■ **ABOUT THIS EXERCISE**: Print each line from the start of the records below up through the line where "trait, and any" is found, exactly as given.
[EXTRACTED DATA — start]
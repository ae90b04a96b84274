/// Universal Transverse Mercator grid projection.
///
/// The projection is an outer collaborator of the decoder: the rest of the crate only talks to
/// the [`UtmProjector`] trait, and any failure is reported as [`Error::ProjectionUnavailable`].
/// [`TransverseMercator`] is the default implementation (USGS series expansion on WGS 84).
use std::fmt;

use crate::{
    coord::{wgs84, LatLon},
    Error, GdfResult,
};

/// Scale factor on the central meridian.
pub const K0: f64 = 0.9996;
pub const FALSE_EASTING: f64 = 500_000.0;
/// Added to northings in the southern hemisphere.
pub const FALSE_NORTHING_SOUTH: f64 = 10_000_000.0;

const BAND_LETTERS: &[u8; 20] = b"CDEFGHJKLMNPQRSTUVWX";

/// A position on the UTM grid.
#[derive(Debug, Copy, Clone, PartialEq)]
pub struct UtmCoord {
    pub easting: f64,
    pub northing: f64,
    /// 1..=60
    pub zone: u8,
    /// Latitude band letter, 'C'..='X'
    pub band: char,
}

impl UtmCoord {
    pub fn is_southern(&self) -> bool {
        self.band < 'N'
    }

    /// Zone number and band, e.g. `10T`.
    pub fn zone_label(&self) -> String {
        format!("{}{}", self.zone, self.band)
    }
}

impl fmt::Display for UtmCoord {
    fn fmt(&self, f: &mut fmt::Formatter<'_>) -> fmt::Result {
        write!(
            f,
            "{} {:.2}E {:.2}N",
            self.zone_label(),
            self.easting,
            self.northing
        )
    }
}

/// Projects geodetic positions to and from the UTM grid.
pub trait UtmProjector {
    fn project(&self, lat: f64, lon: f64) -> GdfResult<UtmCoord>;
    fn unproject(&self, utm: &UtmCoord) -> GdfResult<LatLon>;
}

/// Transverse Mercator on the WGS 84 ellipsoid with standard UTM zoning.
#[derive(Debug, Clone, Copy)]
pub struct TransverseMercator {
    a: f64,
    e2: f64,
}

impl Default for TransverseMercator {
    fn default() -> Self {
        Self {
            a: wgs84::A,
            e2: wgs84::E2,
        }
    }
}

/// Zone number for a position, including the Norway and Svalbard exceptions.
pub fn zone_number(lat: f64, lon: f64) -> u8 {
    if (56.0..64.0).contains(&lat) && (3.0..12.0).contains(&lon) {
        return 32;
    }
    if (72.0..84.0).contains(&lat) {
        match lon {
            l if (0.0..9.0).contains(&l) => return 31,
            l if (9.0..21.0).contains(&l) => return 33,
            l if (21.0..33.0).contains(&l) => return 35,
            l if (33.0..42.0).contains(&l) => return 37,
            _ => {}
        }
    }
    let zone = ((lon + 180.0) / 6.0).floor() as i32 + 1;
    zone.clamp(1, 60) as u8
}

/// Latitude band letter, `None` outside the UTM latitude range.
pub fn band_letter(lat: f64) -> Option<char> {
    if !(-80.0..=84.0).contains(&lat) {
        return None;
    }
    // band X spans 72..84
    let idx = (((lat + 80.0) / 8.0).floor() as usize).min(BAND_LETTERS.len() - 1);
    Some(char::from(BAND_LETTERS[idx]))
}

fn central_meridian(zone: u8) -> f64 {
    f64::from(zone) * 6.0 - 183.0
}

impl TransverseMercator {
    fn ep2(&self) -> f64 {
        self.e2 / (1.0 - self.e2)
    }

    /// Meridian arc length from the equator to `phi` (radians).
    fn meridian_arc(&self, phi: f64) -> f64 {
        let e2 = self.e2;
        let e4 = e2 * e2;
        let e6 = e4 * e2;
        self.a
            * ((1.0 - e2 / 4.0 - 3.0 * e4 / 64.0 - 5.0 * e6 / 256.0) * phi
                - (3.0 * e2 / 8.0 + 3.0 * e4 / 32.0 + 45.0 * e6 / 1024.0) * (2.0 * phi).sin()
                + (15.0 * e4 / 256.0 + 45.0 * e6 / 1024.0) * (4.0 * phi).sin()
                - (35.0 * e6 / 3072.0) * (6.0 * phi).sin())
    }
}

impl UtmProjector for TransverseMercator {
    fn project(&self, lat: f64, lon: f64) -> GdfResult<UtmCoord> {
        if lat.is_nan() || lon.is_nan() {
            return Err(Error::ProjectionUnavailable(format!(
                "undefined position {lat}, {lon}"
            )));
        }
        let band = band_letter(lat).ok_or_else(|| {
            Error::ProjectionUnavailable(format!("latitude {lat} outside UTM coverage"))
        })?;
        if !(-180.0..=180.0).contains(&lon) {
            return Err(Error::ProjectionUnavailable(format!("longitude {lon}")));
        }
        let zone = zone_number(lat, lon);

        let phi = lat.to_radians();
        let dlam = (lon - central_meridian(zone)).to_radians();
        let ep2 = self.ep2();
        let (sin_phi, cos_phi) = phi.sin_cos();
        let n = self.a / (1.0 - self.e2 * sin_phi * sin_phi).sqrt();
        let t = phi.tan().powi(2);
        let c = ep2 * cos_phi * cos_phi;
        let a = cos_phi * dlam;
        let m = self.meridian_arc(phi);

        let easting = K0
            * n
            * (a + (1.0 - t + c) * a.powi(3) / 6.0
                + (5.0 - 18.0 * t + t * t + 72.0 * c - 58.0 * ep2) * a.powi(5) / 120.0)
            + FALSE_EASTING;
        let mut northing = K0
            * (m + n
                * phi.tan()
                * (a * a / 2.0
                    + (5.0 - t + 9.0 * c + 4.0 * c * c) * a.powi(4) / 24.0
                    + (61.0 - 58.0 * t + t * t + 600.0 * c - 330.0 * ep2) * a.powi(6) / 720.0));
        if lat < 0.0 {
            northing += FALSE_NORTHING_SOUTH;
        }

        Ok(UtmCoord {
            easting,
            northing,
            zone,
            band,
        })
    }

    fn unproject(&self, utm: &UtmCoord) -> GdfResult<LatLon> {
        if !(1..=60).contains(&utm.zone) {
            return Err(Error::ProjectionUnavailable(format!("zone {}", utm.zone)));
        }
        let e2 = self.e2;
        let ep2 = self.ep2();
        let northing = if utm.is_southern() {
            utm.northing - FALSE_NORTHING_SOUTH
        } else {
            utm.northing
        };

        let m = northing / K0;
        let mu = m
            / (self.a * (1.0 - e2 / 4.0 - 3.0 * e2 * e2 / 64.0 - 5.0 * e2.powi(3) / 256.0));
        let e1 = (1.0 - (1.0 - e2).sqrt()) / (1.0 + (1.0 - e2).sqrt());
        let phi1 = mu
            + (3.0 * e1 / 2.0 - 27.0 * e1.powi(3) / 32.0) * (2.0 * mu).sin()
            + (21.0 * e1 * e1 / 16.0 - 55.0 * e1.powi(4) / 32.0) * (4.0 * mu).sin()
            + (151.0 * e1.powi(3) / 96.0) * (6.0 * mu).sin()
            + (1097.0 * e1.powi(4) / 512.0) * (8.0 * mu).sin();

        let (sin1, cos1) = phi1.sin_cos();
        let c1 = ep2 * cos1 * cos1;
        let t1 = phi1.tan().powi(2);
        let n1 = self.a / (1.0 - e2 * sin1 * sin1).sqrt();
        let r1 = self.a * (1.0 - e2) / (1.0 - e2 * sin1 * sin1).powf(1.5);
        let d = (utm.easting - FALSE_EASTING) / (n1 * K0);

        let phi = phi1
            - (n1 * phi1.tan() / r1)
                * (d * d / 2.0
                    - (5.0 + 3.0 * t1 + 10.0 * c1 - 4.0 * c1 * c1 - 9.0 * ep2) * d.powi(4) / 24.0
                    + (61.0 + 90.0 * t1 + 298.0 * c1 + 45.0 * t1 * t1 - 252.0 * ep2
                        - 3.0 * c1 * c1)
                        * d.powi(6)
                        / 720.0);
        let dlam = (d - (1.0 + 2.0 * t1 + c1) * d.powi(3) / 6.0
            + (5.0 - 2.0 * c1 + 28.0 * t1 - 3.0 * c1 * c1 + 8.0 * ep2 + 24.0 * t1 * t1)
                * d.powi(5)
                / 120.0)
            / cos1;

        LatLon::new(
            phi.to_degrees(),
            central_meridian(utm.zone) + dlam.to_degrees(),
        )
        .map_err(|e| Error::ProjectionUnavailable(e.to_string()))
    }
}

#[cfg(test)]
mod test {
    use super::*;
    use crate::lazy_init_tracing;

    #[test]
    fn test_zone_numbers() {
        assert_eq!(zone_number(45.6, -122.7), 10);
        assert_eq!(zone_number(0.0, -180.0), 1);
        assert_eq!(zone_number(0.0, 180.0), 60);
        assert_eq!(zone_number(-33.9, 18.4), 34);
        // Norway
        assert_eq!(zone_number(60.0, 5.0), 32);
        // Svalbard
        assert_eq!(zone_number(78.0, 20.0), 33);
        assert_eq!(zone_number(78.0, 40.0), 37);
    }

    #[test]
    fn test_band_letters() {
        assert_eq!(band_letter(45.6), Some('T'));
        assert_eq!(band_letter(-33.9), Some('H'));
        assert_eq!(band_letter(0.0), Some('N'));
        assert_eq!(band_letter(-0.1), Some('M'));
        assert_eq!(band_letter(83.9), Some('X'));
        assert_eq!(band_letter(-80.0), Some('C'));
        assert_eq!(band_letter(84.1), None);
        assert_eq!(band_letter(-80.1), None);
    }

    #[test]
    fn test_central_meridian_values() {
        lazy_init_tracing();
        let tm = TransverseMercator::default();
        let utm = tm.project(0.0, 3.0).unwrap();
        assert_eq!(utm.zone_label(), "31N");
        assert!((utm.easting - FALSE_EASTING).abs() < 1e-6);
        assert!(utm.northing.abs() < 1e-6);

        // k0 * meridian arc to 45 degrees (4984944.378 m)
        let utm = tm.project(45.0, -123.0).unwrap();
        assert!((utm.easting - FALSE_EASTING).abs() < 1e-6);
        assert!((utm.northing - 4_982_950.40).abs() < 0.5, "{}", utm.northing);
    }

    #[test]
    fn test_southern_hemisphere_offset() {
        let tm = TransverseMercator::default();
        let utm = tm.project(-33.9249, 18.4241).unwrap();
        assert_eq!(utm.zone_label(), "34H");
        assert!(utm.is_southern());
        assert!(utm.northing > 6_000_000.0 && utm.northing < 6_500_000.0);
        assert!(utm.easting > 200_000.0 && utm.easting < 300_000.0);
    }

    #[test]
    fn test_project_unproject() {
        lazy_init_tracing();
        let tm = TransverseMercator::default();
        for (lat, lon) in [(45.6, -122.7), (-33.9249, 18.4241), (61.2, 149.9), (1.0, 2.0)] {
            let utm = tm.project(lat, lon).unwrap();
            let ll = tm.unproject(&utm).unwrap();
            assert!((ll.lat - lat).abs() < 1e-7, "{utm}: {} vs {lat}", ll.lat);
            assert!((ll.lon - lon).abs() < 1e-7, "{utm}: {} vs {lon}", ll.lon);
        }
    }

    #[test]
    fn test_unavailable() {
        let tm = TransverseMercator::default();
        assert!(matches!(
            tm.project(f64::NAN, 10.0),
            Err(Error::ProjectionUnavailable(_))
        ));
        assert!(matches!(
            tm.project(85.0, 10.0),
            Err(Error::ProjectionUnavailable(_))
        ));
        let bad = UtmCoord {
            easting: 500_000.0,
            northing: 0.0,
            zone: 0,
            band: 'N',
        };
        assert!(tm.unproject(&bad).is_err());
    }
}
[EXTRACTED DATA — finish]
■ **EXERCISE RESULT**:
repository ae90b04a96b84274
/// Universal Transverse Mercator grid projection.
///
/// The projection is an outer collaborator of the decoder: the rest of the crate only talks to
/// the [`UtmProjector`] trait, and any failure is reported as [`Error::ProjectionUnavailable`].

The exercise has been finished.